The problem with both the arguments OCLC makes and many of the arguments for openness seem to be predicated on the view that bibliographic data are largely inert, lifeless “records” and that these records are the units that should be distributed and consumed.

Nothing could be further from the truth.

The above quote is just one small piece of a posting by John Wilkin on the Open Knowledge Foundation blog. In it he plants a flag for the library profession to drive towards with bibliographic data that is published in a fine-grained, easily recombined manner. In being too focused on silos of “lifeless records” (WorldCat, local ILSs, Open Library, etc.), he suggests that the profession is missing out on ways we (and our users!) can combine and enhance bibliographic data. John’s statement is in parallel with a growing movement towards linked data, a movement that encompasses a reinvigorating of bibliographic description using FRBR and RDA (the current and progressive best thinking of the library community) with the foundational elements of the “semantic web” vision. For more on the latter, see the work of the W3C-supported Library Linked Data Incubator Group and the work of Karen Coyle and Diane Hillman, among others.

On a related note, the JISC community in the UK has also published the Open Bibliographic Data Guide. “It is about the business cases for Open Bibliographic Data – releasing some or all of a library’s catalogue records for open use and re-use by others.”

Poking, Tagging and Now Landing an M.B.A

But thanks to a pair of young British entrepreneurs, students who do want both a business education and the credential to prove it can now pursue their studies at the same time as they “poke” their friends, tag photos, update their relationship status or harvest their virtual crops on FarmVille.

The London School of Business and Finance Global M.B.A. bills itself as “the world’s first internationally recognized M.B.A. to be delivered through a Facebook application.”

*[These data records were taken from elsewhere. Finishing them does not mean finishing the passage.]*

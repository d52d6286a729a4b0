use color_eyre::eyre::Result;
use phone_auth_adapters::{
    backend::{
        GoTrueIdentityAdmin, GoTrueIdentityResolver, GoTrueSessionClient,
        PostgrestCredentialVerifier,
    },
    config::BridgeSettings,
};
use phone_auth_service::PhoneAuthService;
use reqwest::Client as HttpClient;
use tracing_error::ErrorLayer;
use tracing_subscriber::{EnvFilter, fmt, layer::SubscriberExt, util::SubscriberInitExt};

#[tokio::main]
async fn main() -> Result<(), Box<dyn std::error::Error>> {
    color_eyre::install().expect("Failed to install color_eyre");
    init_tracing().expect("Failed to initialize tracing");

    // Load configuration once; a missing backend secret aborts the boot.
    dotenvy::dotenv().ok();
    let settings = BridgeSettings::load()?;

    // One outbound client shared by all four gateways.
    let http_client = HttpClient::builder()
        .timeout(settings.backend.timeout)
        .build()?;

    let credential_verifier = PostgrestCredentialVerifier::new(
        settings.backend.url.clone(),
        settings.backend.service_key.clone(),
        http_client.clone(),
    );
    let session_issuer = GoTrueSessionClient::new(
        settings.backend.url.clone(),
        settings.backend.anon_key.clone(),
        http_client.clone(),
    );
    let identity_resolver = GoTrueIdentityResolver::new(
        settings.backend.url.clone(),
        settings.backend.anon_key.clone(),
        http_client.clone(),
    );
    let identity_admin = GoTrueIdentityAdmin::new(
        settings.backend.url.clone(),
        settings.backend.service_key.clone(),
        http_client,
    );

    let service = PhoneAuthService::new(
        credential_verifier,
        session_issuer,
        identity_resolver,
        identity_admin,
        settings.internal_email.domain.clone(),
    );

    let listener = tokio::net::TcpListener::bind(&settings.app_address).await?;
    service.run_standalone(listener).await?;

    Ok(())
}

pub fn init_tracing() -> Result<()> {
    let fmt_layer = fmt::layer().compact();

    let filter_layer = EnvFilter::try_from_default_env().or_else(|_| EnvFilter::try_new("info"))?;

    tracing_subscriber::registry()
        .with(filter_layer)
        .with(fmt_layer)
        .with(ErrorLayer::default())
        .init();

    Ok(())
}
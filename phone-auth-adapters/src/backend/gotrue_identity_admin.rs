use phone_auth_core::{
    IdentityAdmin, IdentityAdminError, InternalEmail, Password, UserId,
};
use reqwest::{Client, Url};
use secrecy::{ExposeSecret, Secret};

use super::API_KEY_HEADER;

const ADMIN_USERS_PATH: &str = "/auth/v1/admin/users/";
const REJECTION_FALLBACK: &str = "Failed to set email/password";

/// Privileged credential overwrite through the backend's admin API.
#[derive(Clone)]
pub struct GoTrueIdentityAdmin {
    http_client: Client,
    base_url: String,
    service_key: Secret<String>,
}

impl GoTrueIdentityAdmin {
    pub fn new(base_url: String, service_key: Secret<String>, http_client: Client) -> Self {
        Self {
            http_client,
            base_url,
            service_key,
        }
    }
}

#[derive(serde::Serialize, Debug)]
struct UpdateUserRequest<'a> {
    email: &'a str,
    password: &'a str,
}

/// The admin API spells its error message differently across versions.
#[derive(serde::Deserialize, Default)]
struct AdminErrorBody {
    msg: Option<String>,
    message: Option<String>,
    error_description: Option<String>,
}

impl AdminErrorBody {
    fn into_message(self) -> String {
        self.msg
            .or(self.message)
            .or(self.error_description)
            .unwrap_or_else(|| REJECTION_FALLBACK.to_string())
    }
}

#[async_trait::async_trait]
impl IdentityAdmin for GoTrueIdentityAdmin {
    #[tracing::instrument(name = "Binding email credentials", skip_all, fields(user_id = %user_id))]
    async fn bind_email_credentials(
        &self,
        user_id: &UserId,
        email: &InternalEmail,
        password: &Password,
    ) -> Result<(), IdentityAdminError> {
        let base =
            Url::parse(&self.base_url).map_err(|e| IdentityAdminError::Backend(e.to_string()))?;
        let url = base
            .join(ADMIN_USERS_PATH)
            .and_then(|users| users.join(user_id.as_str()))
            .map_err(|e| IdentityAdminError::Backend(e.to_string()))?;

        let request_body = UpdateUserRequest {
            email: email.as_str(),
            password: password.as_ref().expose_secret(),
        };

        let response = self
            .http_client
            .put(url)
            .header(API_KEY_HEADER, self.service_key.expose_secret())
            .bearer_auth(self.service_key.expose_secret())
            .json(&request_body)
            .send()
            .await
            .map_err(|e| IdentityAdminError::Backend(e.to_string()))?;

        let status = response.status();
        if !status.is_success() {
            let body: AdminErrorBody = response.json().await.unwrap_or_default();
            let message = body.into_message();
            tracing::warn!(status = %status, message = %message, "admin update rejected");
            return Err(IdentityAdminError::Rejected(message));
        }

        Ok(())
    }
}
pub mod env {
    /// Prefix and nesting separator for settings supplied via environment
    /// variables, e.g. `PHONE_AUTH__BACKEND__URL`.
    pub const SETTINGS_PREFIX: &str = "PHONE_AUTH";
    pub const SETTINGS_SEPARATOR: &str = "__";

    pub const BACKEND_URL_VAR: &str = "PHONE_AUTH__BACKEND__URL";
    pub const BACKEND_SERVICE_KEY_VAR: &str = "PHONE_AUTH__BACKEND__SERVICE_KEY";
    pub const BACKEND_ANON_KEY_VAR: &str = "PHONE_AUTH__BACKEND__ANON_KEY";
    pub const INTERNAL_EMAIL_DOMAIN_VAR: &str = "PHONE_AUTH__INTERNAL_EMAIL__DOMAIN";
    pub const APP_ADDRESS_VAR: &str = "PHONE_AUTH__APP_ADDRESS";
}

/// Optional settings file, overridden by environment variables.
pub const SETTINGS_FILE: &str = "config/phone-auth";

pub mod prod {
    pub const APP_ADDRESS: &str = "0.0.0.0:3000";

    pub mod backend {
        use std::time::Duration;

        pub const TIMEOUT: Duration = Duration::from_secs(10);
    }
}

pub mod test {
    pub const APP_ADDRESS: &str = "127.0.0.1:0";

    pub mod backend {
        use std::time::Duration;

        pub const TIMEOUT: Duration = Duration::from_millis(200);
    }
}
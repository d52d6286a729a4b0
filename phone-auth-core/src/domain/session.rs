use serde::{Deserialize, Serialize};

/// Session object minted by the backend's token endpoint.
///
/// Forwarded to the caller verbatim as JSON (access token, refresh token and
/// whatever metadata the backend includes). This service never inspects,
/// validates or mints token material.
#[derive(Debug, Clone, PartialEq, Serialize, Deserialize)]
#[serde(transparent)]
pub struct SessionPayload(serde_json::Value);

impl SessionPayload {
    pub fn new(value: serde_json::Value) -> Self {
        Self(value)
    }

    pub fn as_value(&self) -> &serde_json::Value {
        &self.0
    }

    pub fn into_inner(self) -> serde_json::Value {
        self.0
    }
}
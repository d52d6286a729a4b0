use secrecy::{ExposeSecret, Secret};
use thiserror::Error;

#[derive(Debug, Error)]
pub enum PasswordError {
    #[error("Password must not be empty")]
    Empty,
}

/// A caller-supplied password, carried opaquely to the backend.
///
/// Hashing and strength policy live entirely in the backend, so the only
/// local rule is non-emptiness. Not trimmed: whitespace is significant in
/// passwords.
#[derive(Debug, Clone)]
pub struct Password(Secret<String>);

impl TryFrom<Secret<String>> for Password {
    type Error = PasswordError;

    fn try_from(value: Secret<String>) -> Result<Self, Self::Error> {
        if value.expose_secret().is_empty() {
            return Err(PasswordError::Empty);
        }
        Ok(Self(value))
    }
}

impl AsRef<Secret<String>> for Password {
    fn as_ref(&self) -> &Secret<String> {
        &self.0
    }
}
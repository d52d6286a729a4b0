use thiserror::Error;

#[derive(Debug, Error)]
pub enum UserIdError {
    #[error("User id must not be empty")]
    Empty,
}

/// Opaque unique identifier assigned by the backend at account creation.
///
/// Never generated or mutated here; this service only carries it between
/// backend calls and into the internal email mapping.
#[derive(Debug, Clone, PartialEq, Eq, Hash)]
pub struct UserId(String);

impl TryFrom<String> for UserId {
    type Error = UserIdError;

    fn try_from(value: String) -> Result<Self, Self::Error> {
        if value.is_empty() {
            return Err(UserIdError::Empty);
        }
        Ok(Self(value))
    }
}

impl UserId {
    pub fn as_str(&self) -> &str {
        &self.0
    }
}

impl std::fmt::Display for UserId {
    fn fmt(&self, f: &mut std::fmt::Formatter<'_>) -> std::fmt::Result {
        write!(f, "{}", self.0)
    }
}
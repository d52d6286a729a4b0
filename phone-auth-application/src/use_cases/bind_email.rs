use phone_auth_core::{
    BearerToken, IdentityAdmin, IdentityAdminError, IdentityResolver, InternalEmail, Password,
};

/// Shown when the backend rejects the update without a usable message.
const UPDATE_FALLBACK_MESSAGE: &str = "Failed to set email/password";

/// Error types specific to the email binding use case
#[derive(Debug, thiserror::Error)]
pub enum BindEmailError {
    #[error("Invalid or expired session")]
    InvalidSession,
    /// Carries the backend's rejection message for the caller to display.
    #[error("{0}")]
    UpdateRejected(String),
}

/// Email binding use case - fixes a phone-verified account's backend
/// credentials to the derived internal email plus the supplied password
///
/// Repeating the operation with the same password is a state no-op; the
/// backend serializes concurrent updates to the same user record.
pub struct BindEmailUseCase<R, A>
where
    R: IdentityResolver,
    A: IdentityAdmin,
{
    identity_resolver: R,
    identity_admin: A,
    reserved_domain: String,
}

impl<R, A> BindEmailUseCase<R, A>
where
    R: IdentityResolver,
    A: IdentityAdmin,
{
    pub fn new(identity_resolver: R, identity_admin: A, reserved_domain: String) -> Self {
        Self {
            identity_resolver,
            identity_admin,
            reserved_domain,
        }
    }

    /// Execute the email binding use case
    ///
    /// # Arguments
    /// * `token` - The caller's bearer token, resolved to a user id
    /// * `password` - The new password to bind alongside the internal email
    #[tracing::instrument(name = "BindEmailUseCase::execute", skip_all)]
    pub async fn execute(
        &self,
        token: BearerToken,
        password: Password,
    ) -> Result<(), BindEmailError> {
        let user_id = self
            .identity_resolver
            .resolve(&token)
            .await
            .map_err(|_| BindEmailError::InvalidSession)?;

        let internal_email = InternalEmail::derive(&user_id, &self.reserved_domain);

        self.identity_admin
            .bind_email_credentials(&user_id, &internal_email, &password)
            .await
            .map_err(|error| match error {
                IdentityAdminError::Rejected(message) => BindEmailError::UpdateRejected(message),
                IdentityAdminError::Backend(detail) => {
                    tracing::warn!(error = %detail, "credential update transport failure");
                    BindEmailError::UpdateRejected(UPDATE_FALLBACK_MESSAGE.to_string())
                }
            })
    }
}
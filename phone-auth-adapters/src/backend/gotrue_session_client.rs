use phone_auth_core::{InternalEmail, Password, SessionIssuer, SessionIssuerError, SessionPayload};
use reqwest::{Client, Url};
use secrecy::{ExposeSecret, Secret};

use super::API_KEY_HEADER;

const TOKEN_PATH: &str = "/auth/v1/token";
const PASSWORD_GRANT: &str = "password";

/// Issues sessions through the backend's password-grant token endpoint.
///
/// Calls the endpoint directly with the public anon key rather than through
/// any client SDK, so the session body can be forwarded untouched.
#[derive(Clone)]
pub struct GoTrueSessionClient {
    http_client: Client,
    base_url: String,
    anon_key: Secret<String>,
}

impl GoTrueSessionClient {
    pub fn new(base_url: String, anon_key: Secret<String>, http_client: Client) -> Self {
        Self {
            http_client,
            base_url,
            anon_key,
        }
    }
}

#[derive(serde::Serialize, Debug)]
struct PasswordGrantRequest<'a> {
    grant_type: &'a str,
    email: &'a str,
    password: &'a str,
}

#[async_trait::async_trait]
impl SessionIssuer for GoTrueSessionClient {
    #[tracing::instrument(name = "Issuing session", skip_all)]
    async fn issue(
        &self,
        email: &InternalEmail,
        password: &Password,
    ) -> Result<SessionPayload, SessionIssuerError> {
        let base =
            Url::parse(&self.base_url).map_err(|e| SessionIssuerError::Backend(e.to_string()))?;
        let url = base
            .join(TOKEN_PATH)
            .map_err(|e| SessionIssuerError::Backend(e.to_string()))?;

        let request_body = PasswordGrantRequest {
            grant_type: PASSWORD_GRANT,
            email: email.as_str(),
            password: password.as_ref().expose_secret(),
        };

        let response = self
            .http_client
            .post(url)
            .query(&[("grant_type", PASSWORD_GRANT)])
            .header(API_KEY_HEADER, self.anon_key.expose_secret())
            .json(&request_body)
            .send()
            .await
            .map_err(|e| SessionIssuerError::Backend(e.to_string()))?;

        if !response.status().is_success() {
            tracing::warn!(status = %response.status(), "password grant rejected");
            return Err(SessionIssuerError::Rejected);
        }

        let session: serde_json::Value = response
            .json()
            .await
            .map_err(|e| SessionIssuerError::Backend(e.to_string()))?;

        Ok(SessionPayload::new(session))
    }
}
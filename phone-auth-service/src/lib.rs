mod phone_auth_service;
mod tracing;

pub use phone_auth_service::PhoneAuthService;

// Re-export commonly used types
pub use phone_auth_core::{CredentialVerifier, IdentityAdmin, IdentityResolver, SessionIssuer};
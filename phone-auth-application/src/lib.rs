pub mod use_cases;

// Re-export for convenience
pub use use_cases::{
    bind_email::{BindEmailError, BindEmailUseCase},
    phone_login::{PhoneLoginError, PhoneLoginUseCase},
};
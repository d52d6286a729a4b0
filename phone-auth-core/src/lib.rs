pub mod domain;
pub mod ports;

// Re-export commonly used types for convenience
pub use domain::{
    bearer_token::BearerToken,
    internal_email::{DEFAULT_RESERVED_DOMAIN, InternalEmail},
    password::{Password, PasswordError},
    phone::{Phone, PhoneError},
    session::SessionPayload,
    user_id::{UserId, UserIdError},
};

pub use ports::services::{
    CredentialVerifier, CredentialVerifierError, IdentityAdmin, IdentityAdminError,
    IdentityResolver, IdentityResolverError, SessionIssuer, SessionIssuerError,
};
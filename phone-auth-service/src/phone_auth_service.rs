use axum::{
    Router,
    http::{HeaderName, Method, header},
    routing::post,
};
use phone_auth_adapters::http::routes::{bind_email, method_not_allowed, phone_login, preflight};
use phone_auth_core::{CredentialVerifier, IdentityAdmin, IdentityResolver, SessionIssuer};
use tokio::net::TcpListener;
use tower_http::{
    cors::{Any, CorsLayer},
    trace::TraceLayer,
};

use crate::tracing::{make_span_with_request_id, on_request, on_response};

/// HTTP front for the phone-to-email credential bridge.
///
/// Holds no state of its own; every request is a fresh pass through the
/// injected backend gateways.
pub struct PhoneAuthService {
    router: Router,
}

impl PhoneAuthService {
    /// Create a new PhoneAuthService from the four backend gateways.
    ///
    /// # Arguments
    /// * `credential_verifier` - Validates phone+password pairs (must be Clone)
    /// * `session_issuer` - Password-grant session exchange (must be Clone)
    /// * `identity_resolver` - Bearer-token-to-user lookup (must be Clone)
    /// * `identity_admin` - Privileged credential overwrite (must be Clone)
    /// * `reserved_domain` - Domain suffix for derived internal emails
    ///
    /// Each route is given only the state it needs: login never touches the
    /// privileged gateways, binding never touches the verifier.
    pub fn new<V, S, R, A>(
        credential_verifier: V,
        session_issuer: S,
        identity_resolver: R,
        identity_admin: A,
        reserved_domain: String,
    ) -> Self
    where
        V: CredentialVerifier + Clone + 'static,
        S: SessionIssuer + Clone + 'static,
        R: IdentityResolver + Clone + 'static,
        A: IdentityAdmin + Clone + 'static,
    {
        let router = Router::new()
            .route(
                "/login-phone-password",
                post(phone_login::<V, S>)
                    .options(preflight)
                    .fallback(method_not_allowed),
            )
            .with_state((credential_verifier, session_issuer, reserved_domain.clone()))
            .route(
                "/set-auth-email-password",
                post(bind_email::<R, A>)
                    .options(preflight)
                    .fallback(method_not_allowed),
            )
            .with_state((identity_resolver, identity_admin, reserved_domain));

        Self { router }
    }

    fn with_cors_layer(mut self) -> Self {
        // The permissive header list the phone clients already send.
        let cors = CorsLayer::new()
            .allow_origin(Any)
            .allow_methods([Method::POST, Method::OPTIONS])
            .allow_headers([
                header::AUTHORIZATION,
                HeaderName::from_static("x-client-info"),
                HeaderName::from_static("apikey"),
                header::CONTENT_TYPE,
            ]);

        self.router = self.router.layer(cors);
        self
    }

    fn with_trace_layer(mut self) -> Self {
        self.router = self.router.layer(
            TraceLayer::new_for_http()
                .make_span_with(make_span_with_request_id)
                .on_request(on_request)
                .on_response(on_response),
        );
        self
    }

    /// Convert the service into a router for embedding or tests.
    pub fn as_router(self) -> Router {
        self.with_cors_layer().with_trace_layer().router
    }

    /// Run the bridge as a standalone server.
    pub async fn run_standalone(self, listener: TcpListener) -> Result<(), std::io::Error> {
        let router = self.as_router();

        tracing::info!("Phone auth bridge listening on {}", listener.local_addr()?);

        axum::serve(listener, router).await
    }
}
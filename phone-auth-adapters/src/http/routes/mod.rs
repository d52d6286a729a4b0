pub mod bind_email;
pub mod error;
pub mod phone_login;

pub use bind_email::{BindEmailRequest, BindEmailResponse, bind_email};
pub use error::{AuthApiError, ErrorResponse};
pub use phone_login::{PhoneLoginRequest, phone_login};

/// Plain acknowledgment for bare OPTIONS probes. Browser preflights carry
/// the CORS request headers and are answered by the CORS layer before they
/// reach this handler.
pub async fn preflight() -> &'static str {
    "ok"
}

/// Fallback for any method other than POST/OPTIONS on the two endpoints.
pub async fn method_not_allowed() -> AuthApiError {
    AuthApiError::MethodNotAllowed
}
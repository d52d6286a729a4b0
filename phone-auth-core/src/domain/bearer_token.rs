use secrecy::Secret;

/// Caller-presented access token, stripped of its `Bearer ` prefix.
///
/// Opaque to this service: it is only replayed to the backend's identity
/// endpoint to find out who the caller is.
#[derive(Debug, Clone)]
pub struct BearerToken(Secret<String>);

impl BearerToken {
    pub fn new(token: Secret<String>) -> Self {
        Self(token)
    }
}

impl AsRef<Secret<String>> for BearerToken {
    fn as_ref(&self) -> &Secret<String> {
        &self.0
    }
}
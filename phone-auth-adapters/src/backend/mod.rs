//! Reqwest adapters for the external authentication backend.
//!
//! The backend exposes a PostgREST data API and a GoTrue auth API under one
//! root URL. One adapter per port; all four share a single preconfigured
//! `reqwest::Client`.

pub mod gotrue_identity_admin;
pub mod gotrue_identity_resolver;
pub mod gotrue_session_client;
pub mod postgrest_credential_verifier;

pub use gotrue_identity_admin::GoTrueIdentityAdmin;
pub use gotrue_identity_resolver::GoTrueIdentityResolver;
pub use gotrue_session_client::GoTrueSessionClient;
pub use postgrest_credential_verifier::PostgrestCredentialVerifier;

/// Header carrying the API key on every backend call.
pub(crate) const API_KEY_HEADER: &str = "apikey";
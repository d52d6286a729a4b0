//! Gateway traits for the external authentication backend.
//!
//! All durable state lives behind these four ports; this service holds
//! nothing between requests. Each port gets its own error enum so the
//! handlers can map failures onto the closed API error set without
//! inspecting strings.

use thiserror::Error;

use crate::domain::{
    bearer_token::BearerToken, internal_email::InternalEmail, password::Password, phone::Phone,
    session::SessionPayload, user_id::UserId,
};

#[derive(Debug, Error)]
pub enum CredentialVerifierError {
    #[error("No account matches the supplied phone credentials")]
    NoMatch,
    #[error("Verification backend error: {0}")]
    Backend(String),
}

/// Validates a phone+password pair against the backend's credential records.
#[async_trait::async_trait]
pub trait CredentialVerifier: Send + Sync {
    async fn verify(
        &self,
        phone: &Phone,
        password: &Password,
    ) -> Result<UserId, CredentialVerifierError>;
}

#[derive(Debug, Error)]
pub enum SessionIssuerError {
    #[error("Password grant rejected by the backend")]
    Rejected,
    #[error("Token backend error: {0}")]
    Backend(String),
}

/// Exchanges email+password for a session via the backend's password grant.
#[async_trait::async_trait]
pub trait SessionIssuer: Send + Sync {
    async fn issue(
        &self,
        email: &InternalEmail,
        password: &Password,
    ) -> Result<SessionPayload, SessionIssuerError>;
}

#[derive(Debug, Error)]
pub enum IdentityResolverError {
    #[error("Invalid or expired session")]
    InvalidSession,
    #[error("Identity backend error: {0}")]
    Backend(String),
}

/// Resolves a caller-presented bearer token to the backend user it belongs to.
#[async_trait::async_trait]
pub trait IdentityResolver: Send + Sync {
    async fn resolve(&self, token: &BearerToken) -> Result<UserId, IdentityResolverError>;
}

#[derive(Debug, Error)]
pub enum IdentityAdminError {
    /// The backend refused the update; carries the backend's own message.
    #[error("{0}")]
    Rejected(String),
    #[error("Admin backend error: {0}")]
    Backend(String),
}

/// Privileged overwrite of a user's email and password in the backend.
#[async_trait::async_trait]
pub trait IdentityAdmin: Send + Sync {
    async fn bind_email_credentials(
        &self,
        user_id: &UserId,
        email: &InternalEmail,
        password: &Password,
    ) -> Result<(), IdentityAdminError>;
}
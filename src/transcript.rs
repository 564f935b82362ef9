//! Conversation transcript
//!
//! Every message sent, every reply received and every system event is
//! appended to a [`ConversationLog`]. Writing is best-effort: the engine
//! downgrades failures to warnings.

mod file;
#[cfg(test)]
pub mod memory;

pub use file::FileLog;

use async_trait::async_trait;
use chrono::{DateTime, SecondsFormat, Utc};
use std::fmt;
use std::path::PathBuf;
use std::sync::Arc;
use thiserror::Error;

#[derive(Debug, Error)]
pub enum LogError {
    #[error("Failed to write transcript {}: {source}", path.display())]
    Io {
        path: PathBuf,
        #[source]
        source: std::io::Error,
    },
}

/// Who a transcript line belongs to
#[derive(Debug, Clone, PartialEq, Eq)]
pub enum Speaker {
    System,
    /// Text the relay sent to a participant
    To(String),
    /// Text a participant replied with
    Participant(String),
}

impl fmt::Display for Speaker {
    fn fmt(&self, f: &mut fmt::Formatter<'_>) -> fmt::Result {
        match self {
            Speaker::System => write!(f, "SYSTEM"),
            Speaker::To(name) => write!(f, "USER_TO_{}", name.to_uppercase()),
            Speaker::Participant(name) => write!(f, "{}", name.to_uppercase()),
        }
    }
}

#[derive(Debug, Clone, PartialEq, Eq)]
pub struct TranscriptEntry {
    pub timestamp: DateTime<Utc>,
    pub speaker: Speaker,
    pub text: String,
}

impl TranscriptEntry {
    pub fn new(speaker: Speaker, text: impl Into<String>) -> Self {
        Self {
            timestamp: Utc::now(),
            speaker,
            text: text.into(),
        }
    }

    pub fn system(text: impl Into<String>) -> Self {
        Self::new(Speaker::System, text)
    }

    pub fn sent_to(name: &str, text: impl Into<String>) -> Self {
        Self::new(Speaker::To(name.to_string()), text)
    }

    pub fn reply_from(name: &str, text: impl Into<String>) -> Self {
        Self::new(Speaker::Participant(name.to_string()), text)
    }
}

impl fmt::Display for TranscriptEntry {
    fn fmt(&self, f: &mut fmt::Formatter<'_>) -> fmt::Result {
        write!(
            f,
            "[{}] {}: {}",
            self.timestamp.to_rfc3339_opts(SecondsFormat::Millis, true),
            self.speaker,
            self.text
        )
    }
}

/// Append-only sink for transcript entries
#[async_trait]
pub trait ConversationLog: Send + Sync {
    async fn append(&self, entry: &TranscriptEntry) -> Result<(), LogError>;
}

#[async_trait]
impl<T: ConversationLog + ?Sized> ConversationLog for Arc<T> {
    async fn append(&self, entry: &TranscriptEntry) -> Result<(), LogError> {
        (**self).append(entry).await
    }
}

Hmm — meet the students where they are? This story from the New York Times outlines an MBA program that is fully immersed in the Facebook environment. I wonder if the completion rate of a Facebook-based program will be higher than that of other online systems because users spend more time in the Facebook environment. [Via Steven Bell]

How I Planned a Successful Unconference in 6 hours – and You Can Too

Last Friday I ran WhereCamp5280 in Denver, which attracted over 70 people (many from out of state and a couple from Canada), used thousands of dollars from top-tier sponsors and was organized in probably less than six hours total. An unconference is a conference in the loosest of terms. People show up, we build our own agenda and then go for it. Here I’ll describe how it was run.

Steve Coast, a guest author for ReadWriteWeb, give this how-to guide for planning an unconference. An unconference is a relatively new style of event where the content of the meeting is defined by the people who show up and participate. The common guidelines for such meetings1 are: 1) The people who come are the best people who could have come; 2) Whatever happens is the only thing that could have happened; 3) It starts when it starts; 4) It’s over when it’s over; and 5) Exercise the Law of Two Feet. The last might take some more explanation; it means: “If you are not learning or contributing to a talk or presentation or discussion it is your responsibility to find somewhere where you can contribute or learn.”

In my experience, the unconference format is great if you want a group to brainstorm around a central idea or if you want to promote professional networking connections among a group. If you are looking for a particular outcome or have a specific agenda, this format does not work well.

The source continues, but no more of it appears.